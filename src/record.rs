use std::fmt;

use serde::de::{self, Visitor};
use serde::{Deserialize, Deserializer, Serialize, Serializer};

const UNKNOWN: &str = "unknown";
const UNPARSEABLE_ELIXIR: &str = "?";

/// One `{name, link}` pair from a category listing.
#[derive(Debug, Clone, PartialEq, Eq, Serialize, Deserialize)]
pub struct LinkEntry {
    pub name: String,
    pub link: String,
}

/// Elixir cost: a number, or `"?"` when the page text was not numeric.
#[derive(Debug, Clone, Copy, PartialEq, Eq)]
pub enum Elixir {
    Known(u32),
    Unparseable,
}

impl Default for Elixir {
    fn default() -> Self {
        Elixir::Known(0)
    }
}

impl Serialize for Elixir {
    fn serialize<S: Serializer>(&self, serializer: S) -> Result<S::Ok, S::Error> {
        match self {
            Elixir::Known(n) => serializer.serialize_u32(*n),
            Elixir::Unparseable => serializer.serialize_str(UNPARSEABLE_ELIXIR),
        }
    }
}

impl<'de> Deserialize<'de> for Elixir {
    fn deserialize<D: Deserializer<'de>>(deserializer: D) -> Result<Self, D::Error> {
        struct ElixirVisitor;

        impl Visitor<'_> for ElixirVisitor {
            type Value = Elixir;

            fn expecting(&self, f: &mut fmt::Formatter) -> fmt::Result {
                f.write_str("a non-negative integer or \"?\"")
            }

            fn visit_u64<E: de::Error>(self, v: u64) -> Result<Elixir, E> {
                u32::try_from(v)
                    .map(Elixir::Known)
                    .map_err(|_| E::custom(format!("elixir cost out of range: {}", v)))
            }

            fn visit_i64<E: de::Error>(self, v: i64) -> Result<Elixir, E> {
                u32::try_from(v)
                    .map(Elixir::Known)
                    .map_err(|_| E::custom(format!("elixir cost out of range: {}", v)))
            }

            fn visit_str<E: de::Error>(self, v: &str) -> Result<Elixir, E> {
                if v == UNPARSEABLE_ELIXIR {
                    Ok(Elixir::Unparseable)
                } else {
                    Err(E::invalid_value(de::Unexpected::Str(v), &self))
                }
            }
        }

        deserializer.deserialize_any(ElixirVisitor)
    }
}

/// Attack range class. Never carries the raw page text.
#[derive(Debug, Clone, Copy, PartialEq, Eq, Default, Serialize, Deserialize)]
pub enum RangeClass {
    Melee,
    Ranged,
    #[default]
    #[serde(rename = "unknown")]
    Unknown,
}

/// Canonical catalog entry for one card.
#[derive(Debug, Clone, PartialEq, Serialize, Deserialize)]
#[serde(rename_all = "camelCase")]
pub struct Record {
    pub id: String,
    pub name: String,
    pub elixir: Elixir,
    pub rarity: String,
    #[serde(rename = "type")]
    pub card_type: String,
    pub target: String,
    pub range: RangeClass,
    pub speed: String,
    pub hit_speed: f64,
    pub release_year: i32,
    pub image: String,
}

/// Lowercase, spaces to underscores, periods dropped: `"Mini P.E.K.K.A"` → `"mini_pekka"`.
pub fn card_id(name: &str) -> String {
    name.to_lowercase().replace(' ', "_").replace('.', "")
}

pub fn image_path(id: &str) -> String {
    format!("images/cards/{}.png", id)
}

/// Starts from a fully defaulted record; each setter overrides one field.
#[derive(Debug, Clone)]
pub struct RecordBuilder {
    name: String,
    elixir: Elixir,
    rarity: String,
    card_type: String,
    target: String,
    range: RangeClass,
    speed: String,
    hit_speed: f64,
    release_year: i32,
}

impl RecordBuilder {
    pub fn new(name: &str) -> Self {
        RecordBuilder {
            name: name.trim().to_string(),
            elixir: Elixir::default(),
            rarity: String::new(),
            card_type: String::new(),
            target: UNKNOWN.to_string(),
            range: RangeClass::default(),
            speed: UNKNOWN.to_string(),
            hit_speed: 0.0,
            release_year: 0,
        }
    }

    pub fn elixir(&mut self, elixir: Elixir) -> &mut Self {
        self.elixir = elixir;
        self
    }

    pub fn rarity(&mut self, rarity: &str) -> &mut Self {
        self.rarity = rarity.to_string();
        self
    }

    pub fn card_type(&mut self, card_type: &str) -> &mut Self {
        self.card_type = card_type.to_string();
        self
    }

    pub fn target(&mut self, target: &str) -> &mut Self {
        self.target = target.to_string();
        self
    }

    pub fn range(&mut self, range: RangeClass) -> &mut Self {
        self.range = range;
        self
    }

    pub fn speed(&mut self, speed: &str) -> &mut Self {
        self.speed = speed.to_string();
        self
    }

    pub fn hit_speed(&mut self, hit_speed: f64) -> &mut Self {
        self.hit_speed = hit_speed;
        self
    }

    pub fn release_year(&mut self, year: i32) -> &mut Self {
        self.release_year = year;
        self
    }

    /// `id` and `image` are derived from the name here, after all overrides.
    pub fn build(&self) -> Record {
        let id = card_id(&self.name);
        let image = image_path(&id);
        Record {
            id,
            name: self.name.clone(),
            elixir: self.elixir,
            rarity: self.rarity.clone(),
            card_type: self.card_type.clone(),
            target: self.target.clone(),
            range: self.range,
            speed: self.speed.clone(),
            hit_speed: self.hit_speed,
            release_year: self.release_year,
            image,
        }
    }
}

#[cfg(test)]
mod tests {
    use super::*;

    #[test]
    fn defaults_are_fully_populated() {
        let r = RecordBuilder::new("  Knight ").build();
        assert_eq!(r.id, "knight");
        assert_eq!(r.name, "Knight");
        assert_eq!(r.elixir, Elixir::Known(0));
        assert_eq!(r.rarity, "");
        assert_eq!(r.card_type, "");
        assert_eq!(r.target, "unknown");
        assert_eq!(r.range, RangeClass::Unknown);
        assert_eq!(r.speed, "unknown");
        assert_eq!(r.hit_speed, 0.0);
        assert_eq!(r.release_year, 0);
        assert_eq!(r.image, "images/cards/knight.png");
    }

    #[test]
    fn card_ids() {
        assert_eq!(card_id("Mini P.E.K.K.A"), "mini_pekka");
        assert_eq!(card_id("Hog Rider"), "hog_rider");
        assert_eq!(card_id("X-Bow"), "x-bow");
        assert_eq!(card_id("The Log"), "the_log");
    }

    #[test]
    fn card_id_idempotent() {
        for name in ["Mini P.E.K.K.A", "Royal Giant", "Zap"] {
            let once = card_id(name);
            assert_eq!(card_id(&once), once);
        }
    }

    #[test]
    fn json_field_names() {
        let mut b = RecordBuilder::new("Hog Rider");
        b.elixir(Elixir::Known(4)).card_type("Troop").hit_speed(1.6).release_year(2016);
        let v = serde_json::to_value(b.build()).unwrap();
        let keys: Vec<&str> = v.as_object().unwrap().keys().map(|k| k.as_str()).collect();
        for key in [
            "id", "name", "elixir", "rarity", "type", "target", "range", "speed", "hitSpeed",
            "releaseYear", "image",
        ] {
            assert!(keys.contains(&key), "missing {}", key);
        }
        assert_eq!(v["elixir"], 4);
        assert_eq!(v["type"], "Troop");
        assert_eq!(v["releaseYear"], 2016);
        assert_eq!(v["range"], "unknown");
    }

    #[test]
    fn unparseable_elixir_is_question_mark() {
        let mut b = RecordBuilder::new("Mirror");
        b.elixir(Elixir::Unparseable);
        let v = serde_json::to_value(b.build()).unwrap();
        assert_eq!(v["elixir"], "?");
    }

    #[test]
    fn elixir_reads_back() {
        assert_eq!(serde_json::from_str::<Elixir>("7").unwrap(), Elixir::Known(7));
        assert_eq!(serde_json::from_str::<Elixir>("\"?\"").unwrap(), Elixir::Unparseable);
        assert!(serde_json::from_str::<Elixir>("\"seven\"").is_err());
        assert!(serde_json::from_str::<Elixir>("-1").is_err());
    }

    #[test]
    fn range_class_names() {
        assert_eq!(serde_json::to_string(&RangeClass::Melee).unwrap(), "\"Melee\"");
        assert_eq!(serde_json::to_string(&RangeClass::Ranged).unwrap(), "\"Ranged\"");
        assert_eq!(serde_json::to_string(&RangeClass::Unknown).unwrap(), "\"unknown\"");
    }
}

## Exercise details:
Stop at the line containing "impl<'de> Deserialize<'de> for". Please print exactly every line before it from the start of the records, plus that line itself, and nothing else.

## Your solution:
filename src/record.rs
use std::fmt;

use serde::de::{self, Visitor};
use serde::{Deserialize, Deserializer, Serialize, Serializer};

const UNKNOWN: &str = "unknown";
const UNPARSEABLE_ELIXIR: &str = "?";

/// One `{name, link}` pair from a category listing.
#[derive(Debug, Clone, PartialEq, Eq, Serialize, Deserialize)]
pub struct LinkEntry {
    pub name: String,
    pub link: String,
}

/// Elixir cost: a number, or `"?"` when the page text was not numeric.
#[derive(Debug, Clone, Copy, PartialEq, Eq)]
pub enum Elixir {
    Known(u32),
    Unparseable,
}

impl Default for Elixir {
    fn default() -> Self {
        Elixir::Known(0)
    }
}

impl Serialize for Elixir {
    fn serialize<S: Serializer>(&self, serializer: S) -> Result<S::Ok, S::Error> {
        match self {
            Elixir::Known(n) => serializer.serialize_u32(*n),
            Elixir::Unparseable => serializer.serialize_str(UNPARSEABLE_ELIXIR),
        }
    }
}

impl<'de> Deserialize<'de> for Elixir {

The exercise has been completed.